Iran’s earliest caravanserais were built during the Achaemenid era (550 -330 BC). Centuries later, when Shah Abbas I assumed power from 1588 – to 1629, he ordered the construction of network caravanserais across the country. 

Such roadside inns were originally built in various epochs along ancient caravan routes in the Muslim world to shelter people, their goods, and animals. The former Silk Roads may be the most famous example dotted by caravanserais.

For many travelers to Iran, staying in or even visiting a centuries-old caravanserai, can be a wide experience; they have an opportunity to feel the past, a time travel back into a forgotten age!

Iran ranks 10th in the world in terms of the number of historical monuments and sites registered on the UNESCO World Heritage list.

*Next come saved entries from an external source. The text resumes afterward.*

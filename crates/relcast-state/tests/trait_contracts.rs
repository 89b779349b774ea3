//! Trait contract tests for TagRegistry and ReleaseHost.
//!
//! These tests verify the behavioral contracts of the collaborator traits
//! using in-memory fakes. Any conforming implementation must pass these.

use std::io::Write;

use relcast_state::fakes::{MemoryReleaseHost, MemoryTagRegistry};
use relcast_state::storage_traits::*;
use relcast_state::StorageError;

fn draft(tag: &str, prerelease: bool) -> ReleaseDraft {
    ReleaseDraft {
        tag_name: tag.to_string(),
        name: format!("Release {tag}"),
        prerelease,
        draft: false,
    }
}

fn asset_file(bytes: &[u8]) -> tempfile::NamedTempFile {
    let mut file = tempfile::NamedTempFile::new().unwrap();
    file.write_all(bytes).unwrap();
    file
}

// ===========================================================================
// TagRegistry contract tests
// ===========================================================================

#[tokio::test]
async fn tag_create_then_exists() {
    let registry = MemoryTagRegistry::new("abc123");
    assert!(!registry.tag_exists("nightly-20240305").await.unwrap());

    let tag = registry.create_tag("nightly-20240305").await.unwrap();
    assert_eq!(tag.name, "nightly-20240305");
    assert_eq!(tag.commit, "abc123");
    assert!(registry.tag_exists("nightly-20240305").await.unwrap());
}

#[tokio::test]
async fn tag_create_fails_if_present() {
    let registry = MemoryTagRegistry::new("abc123").with_tag("nightly-20240305");
    let err = registry.create_tag("nightly-20240305").await.unwrap_err();

    assert!(matches!(err, StorageError::TagAlreadyExists { ref tag } if tag == "nightly-20240305"));
    assert_eq!(registry.tag_names(), vec!["nightly-20240305".to_string()]);
}

#[tokio::test]
async fn tag_namespace_is_append_only() {
    let registry = MemoryTagRegistry::new("abc123");
    registry.create_tag("test-20240101").await.unwrap();
    registry.create_tag("test-20240102").await.unwrap();
    let _ = registry.create_tag("test-20240101").await;

    assert_eq!(
        registry.tag_names(),
        vec!["test-20240101".to_string(), "test-20240102".to_string()]
    );
    assert_eq!(registry.create_calls(), 3);
}

// ===========================================================================
// ReleaseHost contract tests
// ===========================================================================

#[tokio::test]
async fn release_create_then_find() {
    let host = MemoryReleaseHost::new();
    assert!(host.find_release("v1.2.3").await.unwrap().is_none());

    let created = host.create_release(&draft("v1.2.3", false)).await.unwrap();
    let found = host.find_release("v1.2.3").await.unwrap().unwrap();

    assert_eq!(created.id, found.id);
    assert_eq!(found.name, "Release v1.2.3");
    assert!(!found.prerelease);
    assert!(!found.draft);
}

#[tokio::test]
async fn release_create_fails_if_present() {
    let host = MemoryReleaseHost::new();
    host.create_release(&draft("v1.2.3", false)).await.unwrap();
    let err = host.create_release(&draft("v1.2.3", true)).await.unwrap_err();

    assert!(matches!(err, StorageError::ReleaseAlreadyExists { .. }));
    // First registration is untouched.
    assert!(!host.release("v1.2.3").unwrap().prerelease);
}

#[tokio::test]
async fn upload_keeps_bytes_and_order() {
    let host = MemoryReleaseHost::new();
    let release = host.create_release(&draft("v1.2.3", false)).await.unwrap();

    let a = asset_file(b"linux archive");
    let b = asset_file(b"checksums");
    let rec = host.upload_asset(&release, "tgv-linux.tar.gz", a.path()).await.unwrap();
    host.upload_asset(&release, "checksums.txt", b.path()).await.unwrap();

    assert_eq!(rec.size, 13);
    assert_eq!(
        host.asset_names("v1.2.3"),
        vec!["tgv-linux.tar.gz".to_string(), "checksums.txt".to_string()]
    );
    assert_eq!(host.asset_bytes("v1.2.3", "checksums.txt").unwrap(), b"checksums");
}

#[tokio::test]
async fn upload_same_name_twice_fails() {
    let host = MemoryReleaseHost::new();
    let release = host.create_release(&draft("v1.2.3", false)).await.unwrap();
    let a = asset_file(b"bytes");

    host.upload_asset(&release, "tgv.tar.gz", a.path()).await.unwrap();
    let err = host.upload_asset(&release, "tgv.tar.gz", a.path()).await.unwrap_err();

    assert!(matches!(err, StorageError::AssetAlreadyExists { .. }));
}

#[tokio::test]
async fn injected_upload_failures_are_consumed_in_order() {
    let host = MemoryReleaseHost::new();
    let release = host.create_release(&draft("v1.2.3", false)).await.unwrap();
    let a = asset_file(b"bytes");
    host.fail_next_uploads(1);
    host.reject_next_uploads(1, 401);

    let first = host.upload_asset(&release, "a", a.path()).await.unwrap_err();
    let second = host.upload_asset(&release, "a", a.path()).await.unwrap_err();
    let third = host.upload_asset(&release, "a", a.path()).await;

    assert!(first.is_transient());
    assert!(!second.is_transient());
    assert!(third.is_ok());
    assert_eq!(host.upload_attempts(), 3);
}

#[tokio::test]
async fn find_asset_reports_uploaded_size() {
    let host = MemoryReleaseHost::new();
    let release = host.create_release(&draft("v1.2.3", false)).await.unwrap();
    let a = asset_file(b"linux archive");

    assert!(host.find_asset(&release, "tgv.tar.gz").await.unwrap().is_none());
    host.upload_asset(&release, "tgv.tar.gz", a.path()).await.unwrap();

    let found = host.find_asset(&release, "tgv.tar.gz").await.unwrap().unwrap();
    assert_eq!(found.size, 13);
}

#[tokio::test]
async fn lost_upload_response_still_stores_the_file() {
    let host = MemoryReleaseHost::new();
    let release = host.create_release(&draft("v1.2.3", false)).await.unwrap();
    let a = asset_file(b"bytes");
    host.lose_next_upload_responses(1);

    let err = host.upload_asset(&release, "a", a.path()).await.unwrap_err();
    assert!(err.is_transient());
    assert_eq!(host.asset_names("v1.2.3"), vec!["a".to_string()]);

    let retry = host.upload_asset(&release, "a", a.path()).await.unwrap_err();
    assert!(matches!(retry, StorageError::AssetAlreadyExists { .. }));
}

#[tokio::test]
async fn delete_release_removes_release_and_files() {
    let host = MemoryReleaseHost::new();
    let release = host.create_release(&draft("v1.2.3", false)).await.unwrap();
    let a = asset_file(b"bytes");
    host.upload_asset(&release, "a", a.path()).await.unwrap();

    host.delete_release(&release).await.unwrap();

    assert!(host.find_release("v1.2.3").await.unwrap().is_none());
    assert!(host.asset_names("v1.2.3").is_empty());
    assert!(host.delete_release(&release).await.is_err());

    // The tag is free for a fresh release afterwards.
    host.create_release(&draft("v1.2.3", false)).await.unwrap();
}

#[tokio::test]
async fn rejected_name_fails_every_attempt() {
    let host = MemoryReleaseHost::new();
    let release = host.create_release(&draft("v1.2.3", false)).await.unwrap();
    let a = asset_file(b"bytes");
    host.reject_uploads_of("b", 401);

    host.upload_asset(&release, "a", a.path()).await.unwrap();
    for _ in 0..2 {
        let err = host.upload_asset(&release, "b", a.path()).await.unwrap_err();
        assert!(matches!(err, StorageError::Rejected { status: 401, .. }));
    }
}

Before the Islamic Revolution, Persepolis, Naghsh-e Jahan Square, and Choghaznabil were the only three UNESCO-listed monuments, but today the number has been increased this number to 24 historical sites, of which “Arg-e Bam” (Bam Citadel) represents an outstanding example of an ancient fortified settlement, is located in Kerman province.

“Bisotun” in western Kermanshah province, which is notable for its Achaemenid-era inscription carved on a limestone cliff, lavish “Golestan Palace” in downtown Tehran which is a masterpiece of the Qajar era (1789 to 1925), and millennium-old “Gonbad-e Qabus” which is a mudbrick tomb tower for Qabus ibn Wushmagir, are among the other UNESCO-designated sites in Iran.

Known in classical times as Ecbatana, Hamedan was one of the ancient world’s greatest cities. Pitifully little remains from antiquity, but significant parts of the city center are given over to excavations, and there’s a scattering of historical curiosities.

Hamedan never falls short of offering cultural heritage sites to its visitors. Scenic natural landscapes, traditional restaurants, public gardens, and colorful outdoor markets, and more importantly, its hospitable people make for an unexpected slice of the city.